Useful guide nonspecialists
Some critical care medicine physicians saw the new guidelines as offering no surprises, but providing a very useful resource to guide management, especially for clinicians who may become involved in caring for COVID-19 patients despite having little experience caring for patients with acute respiratory distress syndrome (ARDS).

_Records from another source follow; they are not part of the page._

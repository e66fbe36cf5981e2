//! Root device description parsing

use super::types::{ServiceVariant, UpnpError};
use reqwest::Url;
use xmltree::{Element, XMLNode};

/// A service advertised in a device description
#[derive(Debug, Clone, PartialEq, Eq)]
pub struct ServiceDescription {
    /// Service type URN
    pub service_type: String,
    /// Absolute control URL
    pub control_url: Url,
}

/// The parts of a root device description the client needs
#[derive(Debug, Clone, PartialEq, Eq)]
pub struct DeviceDescription {
    /// Base URL of the root device (`URLBase`, or the description location)
    pub url_base: Url,
    /// Every service of the root device and its embedded devices
    pub services: Vec<ServiceDescription>,
}

impl DeviceDescription {
    /// Services implementing `variant`
    pub fn services_of(&self, variant: ServiceVariant) -> impl Iterator<Item = &ServiceDescription> {
        self.services
            .iter()
            .filter(move |service| service.service_type == variant.urn())
    }
}

/// Fetch and parse the description document at `location`
pub async fn fetch_description(
    http: &reqwest::Client,
    location: &Url,
) -> Result<DeviceDescription, UpnpError> {
    let response = http.get(location.clone()).send().await?.error_for_status()?;
    let body = response.bytes().await?;
    parse_description(&body, location)
}

/// Parse a root device description fetched from `location`
pub fn parse_description(xml: &[u8], location: &Url) -> Result<DeviceDescription, UpnpError> {
    let root = parse_document(xml)?;

    let url_base = match element_text(&root, "URLBase") {
        Some(base) if !base.is_empty() => Url::parse(&base).map_err(|e| {
            UpnpError::InvalidResponse(format!("Invalid URLBase '{}': {}", base, e))
        })?,
        _ => location.clone(),
    };

    let device = root
        .get_child("device")
        .ok_or_else(|| UpnpError::InvalidResponse("Description has no root device".to_string()))?;

    let mut services = Vec::new();
    collect_services(device, &url_base, &mut services)?;

    Ok(DeviceDescription { url_base, services })
}

fn collect_services(
    device: &Element,
    url_base: &Url,
    services: &mut Vec<ServiceDescription>,
) -> Result<(), UpnpError> {
    if let Some(service_list) = device.get_child("serviceList") {
        for service in child_elements(service_list, "service") {
            let (Some(service_type), Some(control_url)) = (
                element_text(service, "serviceType"),
                element_text(service, "controlURL"),
            ) else {
                continue;
            };

            let control_url = url_base.join(&control_url).map_err(|e| {
                UpnpError::InvalidResponse(format!("Invalid controlURL '{}': {}", control_url, e))
            })?;

            services.push(ServiceDescription {
                service_type,
                control_url,
            });
        }
    }

    if let Some(device_list) = device.get_child("deviceList") {
        for embedded in child_elements(device_list, "device") {
            collect_services(embedded, url_base, services)?;
        }
    }

    Ok(())
}

fn child_elements<'a>(parent: &'a Element, name: &'a str) -> impl Iterator<Item = &'a Element> {
    parent.children.iter().filter_map(move |node| match node {
        XMLNode::Element(element) if element.name == name => Some(element),
        _ => None,
    })
}

/// Parse an XML document, tolerating a byte order mark and leading whitespace
///
/// Some gateways send a blank line before the `<?xml` declaration, which
/// `xmltree` otherwise rejects.
pub(crate) fn parse_document(xml: &[u8]) -> Result<Element, UpnpError> {
    let xml = xml.strip_prefix(b"\xEF\xBB\xBF").unwrap_or(xml);
    let start = xml
        .iter()
        .position(|b| !b.is_ascii_whitespace())
        .unwrap_or(xml.len());
    Ok(Element::parse(&xml[start..])?)
}

pub(crate) fn element_text(parent: &Element, name: &str) -> Option<String> {
    parent
        .get_child(name)
        .map(|child| child.get_text().map(|t| t.trim().to_string()).unwrap_or_default())
}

“For those of us who manage ARDS patients all the time, this is not a lot of new information, but many critically ill COVID-19 patients are now being cared for by physicians who have not cared for these patients before,” commented Mangala Narasimhan, DO, FCCP, a critical care medicine physician at Long Island Jewish Medical Center in New Hyde Park, N.Y. In fact, Dr, Narasimhan and associates took the new guidelines soon after their release and used them to create a one-page summary sheet to give to all their colleagues who are now seeing COVID-19 patients, she said in an interview. “The guidelines are very important for clinicians who are suddenly taking care of a roomful of patients with ARDS.”
“A lot of people want to know this information,” agreed David M. Ferraro, MD, FCCP, a pulmonologist and critical care medicine physician at National Jewish Health in Denver.
Perhaps the only potentially controversial aspect of the guidelines are a couple of weak recommendations that suggest using a high-flow nasal cannula (HFNC) rather than noninvasive positive pressure ventilation (NIPPV) in patients with acute hypoxemic respiratory failure who have not fully responded to conventional oxygen therapy. “This is controversial, and some of my colleagues are debating this,” said Dr. Narasimhan, but she noted that her clinic has decided to follow the recommended preference for HFNC, which seemed to have modest advantages over NIPPV in a recent meta-analysis (Intensive Care Med. 2019 May;45[5]:563-72).
Another issue with NIPPV is the higher risk for viral dispersion it seems to have, compared with a HFNC, said Dr. Ferraro. If a patient’s mask comes off during NIPPV, it creates a substantial risk for aerosolization of virus. That risk is likely lower with HFNC, especially a HFNC system that uses a small cannula without heating or humidification of the gas flow. “I’d recommend against NIPPV,” Dr. Ferraro said.
He also highlighted the value of quickly forgoing continued use of either of these ventilatory approaches in a declining patient and having a low threshold to switch to intubation. “Many clinicians now favor erring on the side of early intubation,” he noted, an approach that the new guidelines endorsed in a best-practice statement: “In adults with COVID-19 receiving NIPPV or HFNC we recommend close monitoring for worsening respiratory status and early intubation in a controlled setting if worsening occurs.”
One aspect of the COVID-19 pandemic that the new guidelines don’t address are some of the challenges being faced from skyrocketing numbers of patients and inadequate supplies and manpower to meet their acute clinical needs. “We need recommendations on how systems should manage when they are overwhelmed,” commented Dr. Ferraro, an omission that he also saw in the COVID-19 management guidance released on March 13, 2020, by the World Health Organization.
“Neither document gets into this in depth, but that wasn’t in their scope,” Dr. Ferraro acknowledged. He said that recommendations on how to deal with scarce resources, inadequate staffing, and the health of clinicians are probably best handled on a state or local level rather than trying to create recommendations that are applicable to the entire U.S. health system.
Dr. Narasimhan and Dr. Ferraro reported that they had no disclosures.